Scattering-induced entropy boost for highly-compressed optical sensing and encryption
- URL: http://arxiv.org/abs/2301.06084v2
- Date: Fri, 6 Sep 2024 09:22:17 GMT
- Title: Scattering-induced entropy boost for highly-compressed optical sensing and encryption
- Authors: Xinrui Zhan, Xuyang Chang, Daoyu Li, Rong Yan, Yinuo Zhang, Liheng Bian,
- Abstract summary: Image sensing often relies on a high-quality machine vision system with a large field of view and high resolution.
We propose a novel image-free sensing framework for resource-efficient image classification.
The proposed framework is shown to obtain over a 95% accuracy at sampling rates of 1% and 5% for classification on the MNIST dataset.

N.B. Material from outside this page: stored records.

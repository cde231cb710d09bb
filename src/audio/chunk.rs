//! Raw PCM chunks as they arrive from the transport, and the normalized
//! windows handed to the STT engine.

use thiserror::Error;

/// Divisor used to map `i16` samples onto `[-1.0, 1.0]`.
pub const I16_SCALE: f32 = 32_767.0;

// ---------------------------------------------------------------------------
// AudioError
// ---------------------------------------------------------------------------

/// Errors raised while interpreting inbound audio frames.
#[derive(Debug, Clone, PartialEq, Eq, Error)]
pub enum AudioError {
    /// The frame length is not a multiple of two bytes, so it cannot be a
    /// packed sequence of 16-bit samples.
    #[error("binary frame of {0} bytes is not a whole number of 16-bit samples")]
    MisalignedFrame(usize),
}

// ---------------------------------------------------------------------------
// AudioChunk
// ---------------------------------------------------------------------------

/// One receive event's worth of mono signed 16-bit samples, in arrival order.
///
/// No duration is implied: a chunk may hold a single sample or several
/// windows' worth.
#[derive(Debug, Clone, PartialEq, Eq)]
pub struct AudioChunk {
    samples: Vec<i16>,
}

impl AudioChunk {
    pub fn new(samples: Vec<i16>) -> Self {
        Self { samples }
    }

    /// Decode a packed little-endian PCM16 payload.
    ///
    /// ```
    /// use live_transcribe::audio::AudioChunk;
    ///
    /// let chunk = AudioChunk::from_le_bytes(&[0x01, 0x00, 0xff, 0x7f]).unwrap();
    /// assert_eq!(chunk.samples(), &[1, i16::MAX]);
    /// ```
    pub fn from_le_bytes(bytes: &[u8]) -> Result<Self, AudioError> {
        if bytes.len() % 2 != 0 {
            return Err(AudioError::MisalignedFrame(bytes.len()));
        }
        let samples = bytes
            .chunks_exact(2)
            .map(|pair| i16::from_le_bytes([pair[0], pair[1]]))
            .collect();
        Ok(Self { samples })
    }

    pub fn samples(&self) -> &[i16] {
        &self.samples
    }

    pub fn len(&self) -> usize {
        self.samples.len()
    }

    pub fn is_empty(&self) -> bool {
        self.samples.is_empty()
    }
}

// ---------------------------------------------------------------------------
// Window
// ---------------------------------------------------------------------------

/// A fixed-length slice of audio normalized to `f32` in `[-1.0, 1.0]`.
///
/// Built once by [`WindowAccumulator`](super::WindowAccumulator) and moved
/// into the inference stage; never cloned on the hot path.
#[derive(Debug, Clone, PartialEq)]
pub struct Window {
    samples: Vec<f32>,
}

impl Window {
    /// Normalize `raw` by dividing each sample by 32 767.
    ///
    /// `i16::MIN` would land just below `-1.0`, so results are clamped.
    pub fn from_i16(raw: &[i16]) -> Self {
        let samples = raw
            .iter()
            .map(|&s| (s as f32 / I16_SCALE).max(-1.0))
            .collect();
        Self { samples }
    }

    pub fn samples(&self) -> &[f32] {
        &self.samples
    }

    pub fn len(&self) -> usize {
        self.samples.len()
    }

    pub fn is_empty(&self) -> bool {
        self.samples.is_empty()
    }
}

#[cfg(test)]
mod tests {
    use super::*;

    #[test]
    fn decodes_little_endian_pairs() {
        let bytes = [0x00, 0x80, 0x00, 0x00, 0x34, 0x12];
        let chunk = AudioChunk::from_le_bytes(&bytes).unwrap();
        assert_eq!(chunk.samples(), &[i16::MIN, 0, 0x1234]);
    }

    #[test]
    fn empty_payload_is_an_empty_chunk() {
        let chunk = AudioChunk::from_le_bytes(&[]).unwrap();
        assert!(chunk.is_empty());
    }

    #[test]
    fn odd_length_payload_is_rejected() {
        let err = AudioChunk::from_le_bytes(&[1, 2, 3]).unwrap_err();
        assert_eq!(err, AudioError::MisalignedFrame(3));
        assert!(err.to_string().contains("3 bytes"));
    }

    #[test]
    fn zeros_normalize_to_zeros() {
        let window = Window::from_i16(&[0; 64]);
        assert!(window.samples().iter().all(|&s| s == 0.0));
    }

    #[test]
    fn full_scale_positive_normalizes_to_one() {
        let window = Window::from_i16(&[i16::MAX; 4]);
        assert!(window.samples().iter().all(|&s| (s - 1.0).abs() < 1e-6));
    }

    #[test]
    fn full_scale_negative_is_clamped() {
        let window = Window::from_i16(&[i16::MIN, -i16::MAX]);
        assert_eq!(window.samples()[0], -1.0);
        assert!((window.samples()[1] + 1.0).abs() < 1e-6);
    }
}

- Score: 7.502671257653539
- License: http://arxiv.org/licenses/nonexclusive-distrib/1.0/
- Abstract: Image sensing often relies on a high-quality machine vision system with a large field of view and high resolution. It requires fine imaging optics, has high computational costs, and requires a large communication bandwidth between image sensors and computing units. In this paper, we propose a novel image-free sensing framework for resource-efficient image classification, where the required number of measurements can be reduced by up to two orders of magnitude. In the proposed framework for single-pixel detection, the optical field for a target is first scattered by an optical diffuser and then two-dimensionally modulated by a spatial light modulator. The optical diffuser simultaneously serves as a compressor and an encryptor for the target information, effectively narrowing the field of view and improving the system's security. The one-dimensional sequence of intensity values, which is measured with time-varying patterns on the spatial light modulator, is then used to extract semantic information based on end-to-end deep learning. The proposed sensing framework is shown to obtain over a 95\% accuracy at sampling rates of 1% and 5% for classification on the MNIST dataset and the recognition of Chinese license plates, respectively, and the framework is up to 24% more efficient than the approach without an optical diffuser. The proposed framework represents a significant breakthrough in high-throughput machine intelligence for scene analysis with low bandwidth, low costs, and strong encryption.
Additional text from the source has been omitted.